(Source data)
• • • • •

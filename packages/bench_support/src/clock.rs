use std::time::Instant;

/// A monotonic wall clock that reports seconds as a real number.
///
/// All readings are relative to the moment the clock was created, so only differences between
/// readings are meaningful. The resolution is that of [`std::time::Instant`], which is well below
/// a millisecond on all supported platforms.
///
/// # Examples
///
/// ```
/// use bench_support::Clock;
///
/// let clock = Clock::new();
/// let start = clock.now();
/// let elapsed = clock.now() - start;
///
/// assert!(elapsed >= 0.0);
/// ```
#[derive(Clone, Copy, Debug)]
pub struct Clock {
    origin: Instant,
}

impl Clock {
    /// Creates a clock whose origin is the current instant.
    #[must_use]
    pub fn new() -> Self {
        Self {
            origin: Instant::now(),
        }
    }

    /// Seconds elapsed since the clock was created.
    #[must_use]
    pub fn now(&self) -> f64 {
        self.origin.elapsed().as_secs_f64()
    }

    /// Executes `f` and returns its result together with the seconds it took.
    pub fn measure<R>(&self, f: impl FnOnce() -> R) -> (R, f64) {
        let start = self.now();
        let result = f();
        let elapsed = self.now() - start;

        (result, elapsed)
    }
}

impl Default for Clock {
    fn default() -> Self {
        Self::new()
    }
}
#![cfg_attr(coverage_nightly, feature(coverage_attribute))]

//! Benchmarks square matrix multiplication with the rows of the result split into tiles of
//! `chunk` consecutive rows, distributed between workers under a [`Schedule`].
//!
//! * [`Schedule::Static`] fixes the assignment at region entry: worker `i` computes tiles
//!   `i`, `i + W`, `i + 2W` and so on.
//! * [`Schedule::Dynamic`] lets workers claim the next unclaimed tile from a shared cursor
//!   whenever they finish one.
//!
//! Both compute every element as `Σₖ A[i][k]·B[k][j]` in increasing `k` order, so the result is
//! bit-identical to [`multiply_sequential`] whatever the schedule, chunk size or worker count.
//!
//! The [`Runner`] sweeps combinations of those parameters from a [`Config`] built from the
//! command line and streams one result per experiment to a [`Reporter`].
//!
//! # Example
//!
//! ```
//! use new_zealand::nz;
//! use par_region::WorkerPool;
//! use tiled_matmul::{Matrix, Schedule, multiply_tiled};
//!
//! let a = Matrix::identity(3).unwrap();
//! let b = Matrix::filled(3, 2.0).unwrap();
//! let mut c = Matrix::zeroed(3).unwrap();
//!
//! multiply_tiled(&WorkerPool::new(nz!(2)), &a, &b, &mut c, nz!(1), Schedule::Dynamic).unwrap();
//!
//! assert_eq!(c, b);
//! ```

mod config;
mod error;
mod matrix;
mod multiply;
mod reporter;
mod runner;
mod schedule;

pub use config::*;
pub use error::*;
pub use matrix::*;
pub use multiply::*;
pub use reporter::*;
pub use runner::*;
pub use schedule::*;
use std::num::NonZero;
use std::ops::Range;

/// Returns the block of `0..len` that the worker `worker_id` of a `width`-worker region owns
/// under the default static share.
///
/// The blocks are contiguous and differ in length by at most one: the first `len % width`
/// workers receive one extra index. Together the blocks of all workers cover `0..len` exactly
/// once, and workers beyond the end of a short range receive an empty block.
///
/// # Examples
///
/// ```
/// use new_zealand::nz;
/// use par_region::static_block;
///
/// assert_eq!(static_block(10, nz!(4), 0), 0..3);
/// assert_eq!(static_block(10, nz!(4), 1), 3..6);
/// assert_eq!(static_block(10, nz!(4), 2), 6..8);
/// assert_eq!(static_block(10, nz!(4), 3), 8..10);
/// ```
#[must_use]
#[expect(
    clippy::integer_division,
    clippy::arithmetic_side_effects,
    reason = "block boundaries never exceed len, which is a valid usize"
)]
pub fn static_block(len: usize, width: NonZero<usize>, worker_id: usize) -> Range<usize> {
    debug_assert!(worker_id < width.get());

    let base = len / width.get();
    let extra = len % width.get();

    let start = worker_id * base + worker_id.min(extra);
    let end = start + base + usize::from(worker_id < extra);

    start..end
}

/// Returns the explicitly computed block `[id·⌊len/width⌋, (id+1)·⌊len/width⌋)` of `0..len`
/// for `worker_id`, with the last worker absorbing the remainder.
///
/// This is the hand-written partition that mirrors what a runtime does automatically. Unlike
/// [`static_block()`], all the slack lands on the last worker.
///
/// # Examples
///
/// ```
/// use new_zealand::nz;
/// use par_region::manual_block;
///
/// assert_eq!(manual_block(10, nz!(4), 0), 0..2);
/// assert_eq!(manual_block(10, nz!(4), 2), 4..6);
/// assert_eq!(manual_block(10, nz!(4), 3), 6..10);
/// ```
#[must_use]
#[expect(
    clippy::integer_division,
    clippy::arithmetic_side_effects,
    reason = "block boundaries never exceed len, which is a valid usize"
)]
pub fn manual_block(len: usize, width: NonZero<usize>, worker_id: usize) -> Range<usize> {
    debug_assert!(worker_id < width.get());

    let chunk = len / width.get();
    let start = worker_id * chunk;

    let end = if worker_id == width.get() - 1 {
        len
    } else {
        start + chunk
    };

    start..end
}
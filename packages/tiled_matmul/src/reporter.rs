use std::io::{self, Write};
use std::num::NonZero;

use itertools::Itertools;

use crate::{Config, Experiment, ExperimentResult, Schedule, Sweep};

/// Header line of the CSV output.
pub const CSV_HEADER: &str = "size,threads,chunk,schedule,time";

/// Receives the progress of a [`Runner`][crate::Runner] and turns it into output.
///
/// The section callbacks are only made by the comprehensive sweep, in the nesting order of the
/// sweep. Their default implementations do nothing.
pub trait Reporter {
    /// Called once before any experiment runs.
    ///
    /// # Errors
    ///
    /// Fails if the output cannot be written.
    fn begin(&mut self, config: &Config) -> io::Result<()>;

    /// Called when the comprehensive sweep moves on to a new matrix size.
    ///
    /// # Errors
    ///
    /// Fails if the output cannot be written.
    fn size_started(&mut self, _size: NonZero<usize>) -> io::Result<()> {
        Ok(())
    }

    /// Called when the comprehensive sweep moves on to a new schedule.
    ///
    /// # Errors
    ///
    /// Fails if the output cannot be written.
    fn schedule_started(&mut self, _schedule: Schedule) -> io::Result<()> {
        Ok(())
    }

    /// Called when the comprehensive sweep moves on to a new chunk size.
    ///
    /// # Errors
    ///
    /// Fails if the output cannot be written.
    fn chunk_started(&mut self, _chunk: NonZero<usize>) -> io::Result<()> {
        Ok(())
    }

    /// Called after all thread counts of a chunk size have been measured.
    ///
    /// # Errors
    ///
    /// Fails if the output cannot be written.
    fn chunk_finished(&mut self) -> io::Result<()> {
        Ok(())
    }

    /// Called with the measurement of every completed experiment.
    ///
    /// # Errors
    ///
    /// Fails if the output cannot be written.
    fn experiment(&mut self, result: &ExperimentResult) -> io::Result<()>;

    /// Called for every experiment whose matrices could not be allocated.
    ///
    /// # Errors
    ///
    /// Fails if the output cannot be written.
    fn skipped(&mut self, _experiment: &Experiment) -> io::Result<()> {
        Ok(())
    }
}

/// Writes a header line followed by one `size,threads,chunk,schedule,time` row per experiment.
///
/// Skipped experiments produce no row, so every row is a real measurement.
#[derive(Debug)]
pub struct CsvReporter<W> {
    out: W,
}

impl<W: Write> CsvReporter<W> {
    /// Creates a reporter that writes to `out`.
    #[must_use]
    pub fn new(out: W) -> Self {
        Self { out }
    }

    /// Returns the writer.
    #[must_use]
    pub fn into_inner(self) -> W {
        self.out
    }
}

impl<W: Write> Reporter for CsvReporter<W> {
    fn begin(&mut self, _config: &Config) -> io::Result<()> {
        writeln!(self.out, "{CSV_HEADER}")
    }

    fn experiment(&mut self, result: &ExperimentResult) -> io::Result<()> {
        let experiment = result.experiment();

        writeln!(
            self.out,
            "{},{},{},{},{:.4}",
            experiment.size(),
            experiment.threads(),
            experiment.chunk(),
            experiment.schedule(),
            result.seconds()
        )?;
        self.out.flush()
    }
}

/// Writes one human-readable line per experiment, with banners and section headers.
#[derive(Debug)]
pub struct VerboseReporter<W> {
    out: W,
}

impl<W: Write> VerboseReporter<W> {
    /// Creates a reporter that writes to `out`.
    #[must_use]
    pub fn new(out: W) -> Self {
        Self { out }
    }

    /// Returns the writer.
    #[must_use]
    pub fn into_inner(self) -> W {
        self.out
    }

    fn write_experiment_prefix(&mut self, experiment: &Experiment) -> io::Result<()> {
        write!(
            self.out,
            "Size: {:4}, Threads: {:2}, Chunk: {:3}, Schedule: {}, ",
            experiment.size(),
            experiment.threads(),
            experiment.chunk(),
            experiment.schedule().title()
        )
    }
}

impl<W: Write> Reporter for VerboseReporter<W> {
    fn begin(&mut self, config: &Config) -> io::Result<()> {
        match config.sweep() {
            Sweep::Quick => {
                writeln!(self.out, "=== Quick Parallel Matrix Multiplication Test ===")?;
                writeln!(self.out, "Testing basic configurations...")?;
            }
            Sweep::Comprehensive => {
                writeln!(
                    self.out,
                    "=== Comprehensive Parallel Matrix Multiplication Test ==="
                )?;
                writeln!(self.out, "Matrix sizes: {}", config.sizes().iter().join(" "))?;
                writeln!(self.out, "Thread counts: {}", config.threads().iter().join(" "))?;
                writeln!(self.out, "Chunk sizes: {}", config.chunks().iter().join(" "))?;
                writeln!(
                    self.out,
                    "Schedule types: {}",
                    config.schedules().iter().join(" ")
                )?;
            }
        }

        writeln!(self.out)
    }

    fn size_started(&mut self, size: NonZero<usize>) -> io::Result<()> {
        writeln!(self.out, "--- Matrix Size: {size}x{size} ---")
    }

    fn schedule_started(&mut self, schedule: Schedule) -> io::Result<()> {
        writeln!(self.out, "Schedule: {}", schedule.title())
    }

    fn chunk_started(&mut self, chunk: NonZero<usize>) -> io::Result<()> {
        writeln!(self.out, "  Chunk Size: {chunk}")
    }

    fn chunk_finished(&mut self) -> io::Result<()> {
        writeln!(self.out)
    }

    fn experiment(&mut self, result: &ExperimentResult) -> io::Result<()> {
        self.write_experiment_prefix(result.experiment())?;
        writeln!(self.out, "Time: {:.4} sec", result.seconds())?;
        self.out.flush()
    }

    fn skipped(&mut self, experiment: &Experiment) -> io::Result<()> {
        self.write_experiment_prefix(experiment)?;
        writeln!(self.out, "skipped (matrices could not be allocated)")?;
        self.out.flush()
    }
}

#[cfg(test)]
#[cfg_attr(coverage_nightly, coverage(off))]
mod tests {
    use new_zealand::nz;

    use super::*;

    fn result() -> ExperimentResult {
        ExperimentResult::new(
            Experiment::new(nz!(256), nz!(4), nz!(16), Schedule::Dynamic),
            0.123_456,
        )
    }

    #[test]
    fn csv_rows() {
        let mut reporter = CsvReporter::new(Vec::new());

        reporter.begin(&Config::default()).unwrap();
        reporter.experiment(&result()).unwrap();
        reporter
            .skipped(&Experiment::new(nz!(8), nz!(1), nz!(1), Schedule::Static))
            .unwrap();

        let text = String::from_utf8(reporter.into_inner()).unwrap();
        assert_eq!(text, "size,threads,chunk,schedule,time\n256,4,16,dynamic,0.1235\n");
    }

    #[test]
    fn verbose_line_is_aligned() {
        let mut reporter = VerboseReporter::new(Vec::new());

        reporter.experiment(&result()).unwrap();

        let text = String::from_utf8(reporter.into_inner()).unwrap();
        assert_eq!(
            text,
            "Size:  256, Threads:  4, Chunk:  16, Schedule: Dynamic, Time: 0.1235 sec\n"
        );
    }

    #[test]
    fn verbose_comprehensive_banner_lists_parameters() {
        let config = Config::parse("tiled_matmul", &["-a", "-v", "--schedule", "static,dynamic"])
            .unwrap();
        let mut reporter = VerboseReporter::new(Vec::new());

        reporter.begin(&config).unwrap();
        reporter.size_started(nz!(64)).unwrap();

        let text = String::from_utf8(reporter.into_inner()).unwrap();
        assert!(text.starts_with("=== Comprehensive Parallel Matrix Multiplication Test ==="));
        assert!(text.contains("Matrix sizes: 256 512 1024\n"));
        assert!(text.contains("Schedule types: static dynamic\n"));
        assert!(text.ends_with("--- Matrix Size: 64x64 ---\n"));
    }
}
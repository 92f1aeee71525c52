use std::mem;

use tracing::trace;

use crate::AllocationError;

/// Allocates a zero-filled buffer of `len` doubles, reporting allocator failure as an error
/// instead of aborting the process.
///
/// # Errors
///
/// Returns [`AllocationError::OutOfMemory`] if the allocator cannot provide the memory.
pub fn try_zeroed(len: usize) -> Result<Vec<f64>, AllocationError> {
    trace!(elements = len, "allocating zeroed buffer");

    let mut buffer = Vec::new();

    buffer
        .try_reserve_exact(len)
        .map_err(|source| AllocationError::OutOfMemory {
            elements: len,
            bytes: len.saturating_mul(mem::size_of::<f64>()),
            source,
        })?;

    buffer.resize(len, 0.0);
    Ok(buffer)
}

/// Allocates a zero-filled `rows` x `columns` buffer of doubles in row-major order.
///
/// # Errors
///
/// Returns [`AllocationError::TooLarge`] if the element count overflows and
/// [`AllocationError::OutOfMemory`] if the allocator cannot provide the memory.
pub fn try_zeroed_grid(rows: usize, columns: usize) -> Result<Vec<f64>, AllocationError> {
    let len = rows
        .checked_mul(columns)
        .ok_or(AllocationError::TooLarge { rows, columns })?;

    try_zeroed(len)
}

/// The size in mebibytes of a buffer of `len` doubles, for reporting.
#[must_use]
#[expect(
    clippy::cast_precision_loss,
    reason = "only used for human-readable reporting"
)]
pub fn footprint_mib(len: usize) -> f64 {
    len.saturating_mul(mem::size_of::<f64>()) as f64 / (1024.0 * 1024.0)
}
use std::io::Write;
use std::num::NonZero;

use bench_support::{
    ARRAY_VALUE_LIMIT, AllocationError, Clock, RandomFill, footprint_mib, is_drift,
    relative_error, try_zeroed,
};
use par_region::WorkerPool;
use tracing::{debug, trace, warn};

use crate::{
    HarnessConfig, ReductionTrial, Result, Strategy, StrategySummary, report, sequential_sum,
    summarize,
};

/// Measurements of all strategies at one array size.
#[derive(Clone, Debug)]
pub struct SizeReport {
    size: usize,
    width: NonZero<usize>,
    trials: NonZero<usize>,
    reference: f64,
    reference_seconds: f64,
    summaries: Vec<StrategySummary>,
}

impl SizeReport {
    /// Number of array elements.
    #[must_use]
    pub fn size(&self) -> usize {
        self.size
    }

    /// Worker count every strategy ran with.
    #[must_use]
    pub fn width(&self) -> NonZero<usize> {
        self.width
    }

    /// Trials per strategy.
    #[must_use]
    pub fn trials(&self) -> NonZero<usize> {
        self.trials
    }

    /// The sequential sum all parallel sums are compared against.
    #[must_use]
    pub fn reference(&self) -> f64 {
        self.reference
    }

    /// Seconds the sequential sum took.
    #[must_use]
    pub fn reference_seconds(&self) -> f64 {
        self.reference_seconds
    }

    /// One entry per strategy, in [`Strategy::ALL`] order.
    #[must_use]
    pub fn summaries(&self) -> &[StrategySummary] {
        &self.summaries
    }

    /// Whether any strategy drifted from the sequential reference.
    #[must_use]
    pub fn has_drift(&self) -> bool {
        self.summaries.iter().any(|s| is_drift(s.relative_error()))
    }
}

/// Result of measuring one array size.
#[derive(Debug)]
#[non_exhaustive]
pub enum SizeOutcome {
    /// Every strategy ran to completion.
    Measured(SizeReport),

    /// The array could not be allocated, so nothing was measured.
    Skipped {
        /// Requested array size.
        size: usize,

        /// Why the allocation failed.
        error: AllocationError,
    },
}

/// Wall time of every strategy at one worker count.
#[derive(Clone, Debug, PartialEq)]
pub struct ScalingRow {
    width: NonZero<usize>,
    seconds: Vec<(Strategy, f64)>,
}

impl ScalingRow {
    /// Worker count of this row.
    #[must_use]
    pub fn width(&self) -> NonZero<usize> {
        self.width
    }

    /// Seconds `strategy` took at this worker count, if it was measured.
    #[must_use]
    pub fn seconds(&self, strategy: Strategy) -> Option<f64> {
        self.seconds
            .iter()
            .find(|(measured, _)| *measured == strategy)
            .map(|(_, seconds)| *seconds)
    }
}

/// Measurements of all strategies over a range of worker counts at a fixed array size.
///
/// Speedup in this report is scaling speedup: the [`Strategy::Reduction`] time of the baseline
/// row divided by the [`Strategy::Reduction`] time of another row. The baseline is the row with
/// one worker, or the first row if one worker was not measured.
#[derive(Clone, Debug, PartialEq)]
pub struct ScalingReport {
    size: usize,
    rows: Vec<ScalingRow>,
}

impl ScalingReport {
    /// Number of array elements.
    #[must_use]
    pub fn size(&self) -> usize {
        self.size
    }

    /// One row per measured worker count, in configuration order.
    #[must_use]
    pub fn rows(&self) -> &[ScalingRow] {
        &self.rows
    }

    /// The row all speedups are relative to.
    #[must_use]
    pub fn baseline(&self) -> Option<&ScalingRow> {
        self.rows
            .iter()
            .find(|row| row.width.get() == 1)
            .or_else(|| self.rows.first())
    }

    /// Scaling speedup of `row` relative to [`baseline()`][Self::baseline].
    #[must_use]
    pub fn speedup(&self, row: &ScalingRow) -> Option<f64> {
        let baseline = self.baseline()?.seconds(Strategy::Reduction)?;
        crate::trial::ratio(baseline, row.seconds(Strategy::Reduction)?)
    }
}

/// Result of the worker count sweep.
#[derive(Debug)]
#[non_exhaustive]
pub enum ScalingOutcome {
    /// Every worker count was measured.
    Measured(ScalingReport),

    /// The array could not be allocated, so nothing was measured.
    Skipped {
        /// Requested array size.
        size: usize,

        /// Why the allocation failed.
        error: AllocationError,
    },
}

/// Runs the reduction benchmark and writes its report.
///
/// # Examples
///
/// ```
/// use new_zealand::nz;
/// use reduction_bench::{Harness, HarnessConfig};
///
/// let config = HarnessConfig::default()
///     .with_sizes(vec![1_000])
///     .with_trials(nz!(1))
///     .with_workers(nz!(2))
///     .with_scaling(1_000, vec![nz!(1), nz!(2)]);
///
/// let mut report = Vec::new();
/// Harness::new(config).run(&mut report).unwrap();
///
/// assert!(String::from_utf8(report).unwrap().contains("Critical Section"));
/// ```
#[derive(Debug)]
pub struct Harness {
    config: HarnessConfig,
    clock: Clock,
}

impl Harness {
    /// Creates a harness for the given configuration.
    #[must_use]
    pub fn new(config: HarnessConfig) -> Self {
        Self {
            config,
            clock: Clock::new(),
        }
    }

    /// The configuration this harness runs.
    #[must_use]
    pub fn config(&self) -> &HarnessConfig {
        &self.config
    }

    /// Runs the size sweep and then the worker count sweep, writing the report to `out` as
    /// results become available.
    ///
    /// Sizes whose array cannot be allocated are reported as skipped and the sweep continues.
    ///
    /// # Errors
    ///
    /// Fails if a parallel region cannot be started or the report cannot be written. Results of
    /// the size being measured when a region fails are not written.
    pub fn run(&self, out: &mut impl Write) -> Result<()> {
        report::write_preamble(out, &self.config)?;

        let pool = WorkerPool::new(self.config.workers());

        for &size in self.config.sizes() {
            match self.measure_size(&pool, size)? {
                SizeOutcome::Measured(measured) => report::write_size(out, &measured)?,
                SizeOutcome::Skipped { size, error } => report::write_skipped(out, size, &error)?,
            }
            out.flush()?;
        }

        match self.measure_scaling()? {
            Some(ScalingOutcome::Measured(scaling)) => report::write_scaling(out, &scaling)?,
            Some(ScalingOutcome::Skipped { size, error }) => {
                report::write_skipped(out, size, &error)?;
            }
            None => {}
        }

        report::write_conclusions(out)?;
        out.flush()?;

        Ok(())
    }

    /// Measures every strategy on an array of `size` random elements.
    ///
    /// # Errors
    ///
    /// Fails if a parallel region cannot be started.
    pub fn measure_size(&self, pool: &WorkerPool, size: usize) -> Result<SizeOutcome> {
        let values = match self.random_array(size) {
            Ok(values) => values,
            Err(error) => return Ok(SizeOutcome::Skipped { size, error }),
        };

        let (reference, reference_seconds) = self.clock.measure(|| sequential_sum(&values));

        let trial_count = self.config.trials().get();
        let mut trials = Vec::with_capacity(Strategy::ALL.len().saturating_mul(trial_count));

        for strategy in Strategy::ALL {
            for trial_index in 0..trial_count {
                let outcome = strategy.execute(pool, &values)?;

                trace!(
                    %strategy,
                    size,
                    trial_index,
                    seconds = outcome.seconds(),
                    "trial finished"
                );

                trials.push(ReductionTrial::new(
                    strategy,
                    size,
                    pool.width(),
                    trial_index,
                    outcome,
                ));
            }
        }

        let summaries = summarize(&trials, reference);

        for summary in &summaries {
            if is_drift(summary.relative_error()) {
                warn!(
                    strategy = %summary.strategy(),
                    size,
                    relative_error = summary.relative_error(),
                    "parallel sum drifted from the sequential reference"
                );
            }
        }

        debug!(size, width = pool.width().get(), "array size measured");

        Ok(SizeOutcome::Measured(SizeReport {
            size,
            width: pool.width(),
            trials: self.config.trials(),
            reference,
            reference_seconds,
            summaries,
        }))
    }

    /// Measures every strategy once per configured worker count on the scaling array.
    ///
    /// Returns `None` if no worker counts are configured.
    ///
    /// # Errors
    ///
    /// Fails if a parallel region cannot be started.
    pub fn measure_scaling(&self) -> Result<Option<ScalingOutcome>> {
        if self.config.scaling_widths().is_empty() {
            return Ok(None);
        }

        let size = self.config.scaling_size();

        let values = match self.random_array(size) {
            Ok(values) => values,
            Err(error) => return Ok(Some(ScalingOutcome::Skipped { size, error })),
        };

        let reference = sequential_sum(&values);
        let mut rows = Vec::with_capacity(self.config.scaling_widths().len());

        for &width in self.config.scaling_widths() {
            let pool = WorkerPool::new(width);
            let mut seconds = Vec::with_capacity(Strategy::ALL.len());

            for strategy in Strategy::ALL {
                let outcome = strategy.execute(&pool, &values)?;

                let error = relative_error(outcome.sum(), reference);
                if is_drift(error) {
                    warn!(
                        %strategy,
                        size,
                        width = width.get(),
                        relative_error = error,
                        "parallel sum drifted from the sequential reference"
                    );
                }

                seconds.push((strategy, outcome.seconds()));
            }

            debug!(size, width = width.get(), "worker count measured");

            rows.push(ScalingRow { width, seconds });
        }

        Ok(Some(ScalingOutcome::Measured(ScalingReport { size, rows })))
    }

    fn random_array(&self, size: usize) -> std::result::Result<Vec<f64>, AllocationError> {
        let mut values = try_zeroed(size).inspect_err(|error| {
            warn!(
                size,
                mib = footprint_mib(size),
                %error,
                "skipping array size that cannot be allocated"
            );
        })?;

        RandomFill::seeded(self.config.seed()).fill(&mut values, ARRAY_VALUE_LIMIT);

        Ok(values)
    }
}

• • • • •

> _Work item_
Which lines above run from the one containing "use crate::AllocationError;" to the one containing "buffer.resize(len, 0.0);"? Give them again exactly, both ends included.

> _Solution to the problem_
use crate::AllocationError;

/// Allocates a zero-filled buffer of `len` doubles, reporting allocator failure as an error
/// instead of aborting the process.
///
/// # Errors
///
/// Returns [`AllocationError::OutOfMemory`] if the allocator cannot provide the memory.
pub fn try_zeroed(len: usize) -> Result<Vec<f64>, AllocationError> {
    trace!(elements = len, "allocating zeroed buffer");

    let mut buffer = Vec::new();

    buffer
        .try_reserve_exact(len)
        .map_err(|source| AllocationError::OutOfMemory {
            elements: len,
            bytes: len.saturating_mul(mem::size_of::<f64>()),
            source,
        })?;

    buffer.resize(len, 0.0);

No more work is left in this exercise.